Track down every line below that holds "FilterConf" and copy it.

_ _ _ _ _ _ _

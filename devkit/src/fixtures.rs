/*!
Builders de messages de télémétrie

Produit des messages au format du collecteur (nu ou enveloppé dans `data`).
*/

use serde_json::{json, Map, Value};

/// Message de télémétrie minimal, enrichi champ par champ.
#[derive(Debug, Clone)]
pub struct SnapshotBuilder {
    ip: String,
    cloud_id: Value,
    biz_id: i64,
    cpu_cores: Vec<i64>,
    cpu_model: Option<String>,
    cpu_mhz: Option<f64>,
    disk_bytes: Option<i64>,
    mem_bytes: Option<i64>,
    interfaces: Vec<Value>,
    system: Map<String, Value>,
}

impl SnapshotBuilder {
    pub fn new(ip: &str, cloud_id: i64) -> Self {
        Self {
            ip: ip.to_string(),
            cloud_id: json!(cloud_id),
            biz_id: 0,
            cpu_cores: Vec::new(),
            cpu_model: None,
            cpu_mhz: None,
            disk_bytes: None,
            mem_bytes: None,
            interfaces: Vec::new(),
            system: Map::new(),
        }
    }

    /// Replaces `cloudid` with an arbitrary JSON value (or removes it with `Value::Null`).
    pub fn raw_cloud_id(mut self, value: Value) -> Self {
        self.cloud_id = value;
        self
    }

    /// `cores` processors of one core each.
    pub fn cpu(mut self, cores: i64) -> Self {
        self.cpu_cores = vec![1; cores.max(0) as usize];
        self
    }

    pub fn cpu_model(mut self, model: &str, mhz: f64) -> Self {
        self.cpu_model = Some(model.to_string());
        self.cpu_mhz = Some(mhz);
        self
    }

    pub fn disk_bytes(mut self, bytes: i64) -> Self {
        self.disk_bytes = Some(bytes);
        self
    }

    pub fn mem_bytes(mut self, bytes: i64) -> Self {
        self.mem_bytes = Some(bytes);
        self
    }

    pub fn interface(mut self, mac: &str, addrs: &[&str]) -> Self {
        let addrs: Vec<Value> = addrs.iter().map(|a| json!({ "addr": a })).collect();
        self.interfaces.push(json!({ "hardwareaddr": mac, "addrs": addrs }));
        self
    }

    pub fn hostname(mut self, name: &str) -> Self {
        self.system.insert("hostname".into(), json!(name));
        self
    }

    pub fn os(mut self, os: &str, platform: &str, version: &str) -> Self {
        self.system.insert("os".into(), json!(os));
        self.system.insert("platform".into(), json!(platform));
        self.system.insert("platformVersion".into(), json!(version));
        self
    }

    pub fn build(&self) -> Value {
        let cpuinfo: Vec<Value> = self
            .cpu_cores
            .iter()
            .map(|cores| {
                let mut cpu = json!({ "cores": cores });
                if let Some(model) = &self.cpu_model {
                    cpu["modelName"] = json!(model);
                }
                if let Some(mhz) = self.cpu_mhz {
                    cpu["mhz"] = json!(mhz);
                }
                cpu
            })
            .collect();

        let mut data = json!({
            "cpu": { "cpuinfo": cpuinfo },
            "net": { "interface": self.interfaces },
            "system": { "info": self.system },
        });
        if let Some(total) = self.disk_bytes {
            data["disk"] = json!({ "usage": [{ "path": "/", "total": total }] });
        }
        if let Some(total) = self.mem_bytes {
            data["mem"] = json!({ "meminfo": { "total": total } });
        }

        let mut msg = json!({ "ip": self.ip, "bizid": self.biz_id, "data": data });
        if !self.cloud_id.is_null() {
            msg["cloudid"] = self.cloud_id.clone();
        }
        msg
    }

    /// Bare message text.
    pub fn to_json(&self) -> String {
        self.build().to_string()
    }

    /// Message wrapped as `{"data": "<json>"}`, plus the inner text.
    pub fn wrapped(&self) -> (String, String) {
        let inner = self.to_json();
        (json!({ "data": inner }).to_string(), inner)
    }
}

/// Two one-core CPUs, 49 GiB disk, 996 MiB memory, CentOS 6.2 on eth0.
pub fn reference_message(ip: &str, cloud_id: i64) -> SnapshotBuilder {
    let addr = format!("{ip}/24");
    SnapshotBuilder::new(ip, cloud_id)
        .cpu(2)
        .cpu_model("Intel(R) Xeon(R) CPU E5-26xx v3", 2294.01)
        .disk_bytes(52_843_638_784)
        .mem_bytes(1_044_832_256)
        .interface("52:54:00:19:2e:e8", &[addr.as_str()])
        .hostname("VM_0_31_centos")
        .os("linux", "centos", "6.2")
}
/*!
Test Harness pour HostSnap

Câble un `ReconciliationEngine` complet sur les fakes:
- `MemoryHostStore` comme store hôtes
- `RecordingSnapshotCache` comme cache snapshots
- résolveur et filtre négatif réels, configurables
*/

use crate::fake_store::MemoryHostStore;
use crate::snap_cache::RecordingSnapshotCache;
use std::sync::Arc;
use symbion_hostsnap::config::{FilterConf, ResolverConf, SnapshotConf};
use symbion_hostsnap::engine::{AnalyzeError, Outcome, ReconciliationEngine};
use symbion_hostsnap::filter::NegativeResultFilter;
use symbion_hostsnap::models::HostRecord;
use symbion_hostsnap::resolver::HostResolver;

pub struct TestHarness {
    pub store: Arc<MemoryHostStore>,
    pub cache: Arc<RecordingSnapshotCache>,
    pub resolver: Arc<HostResolver>,
    pub filter: Arc<NegativeResultFilter>,
    pub engine: Arc<ReconciliationEngine>,
    pub snapshot_conf: SnapshotConf,
}

impl TestHarness {
    pub fn new(hosts: impl IntoIterator<Item = HostRecord>) -> Self {
        Self::with_confs(hosts, ResolverConf::default(), FilterConf::default())
    }

    pub fn with_confs(
        hosts: impl IntoIterator<Item = HostRecord>,
        resolver_conf: ResolverConf,
        filter_conf: FilterConf,
    ) -> Self {
        init_tracing();

        let store = Arc::new(MemoryHostStore::with_hosts(hosts));
        let cache = Arc::new(RecordingSnapshotCache::new());
        let snapshot_conf = SnapshotConf::default();
        let resolver = Arc::new(HostResolver::new(store.clone(), &resolver_conf));
        let filter = Arc::new(NegativeResultFilter::new(&filter_conf));
        let engine = Arc::new(ReconciliationEngine::new(
            resolver.clone(),
            filter.clone(),
            store.clone(),
            cache.clone(),
            snapshot_conf.clone(),
        ));

        Self { store, cache, resolver, filter, engine, snapshot_conf }
    }

    /// Same as [`new`](Self::new) with the first generation already built.
    pub async fn warmed(hosts: impl IntoIterator<Item = HostRecord>) -> Self {
        let harness = Self::new(hosts);
        harness.resolver.refresh().await;
        harness
    }

    pub async fn analyze(&self, raw: &str) -> Result<Outcome, AnalyzeError> {
        self.engine.analyze(raw).await
    }

    /// Cached copy of a host from the active generation.
    pub fn cached(&self, cloud_id: i64, ip: &str) -> Option<HostRecord> {
        self.resolver.lookup(cloud_id, &[ip.to_string()]).map(|h| h.record())
    }

    pub fn snapshot_key(&self, host_id: i64) -> String {
        format!("{}{}", self.snapshot_conf.key_prefix, host_id)
    }
}

/// Logs go to the test writer; repeated calls are no-ops.
pub fn init_tracing() {
    let _ = tracing_subscriber::fmt()
        .with_test_writer()
        .with_env_filter("symbion_hostsnap=debug")
        .try_init();
}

_ _ _ _ _ _ _

Solution to this task:
use symbion_hostsnap::config::{FilterConf, ResolverConf, SnapshotConf};
        Self::with_confs(hosts, ResolverConf::default(), FilterConf::default())
        filter_conf: FilterConf,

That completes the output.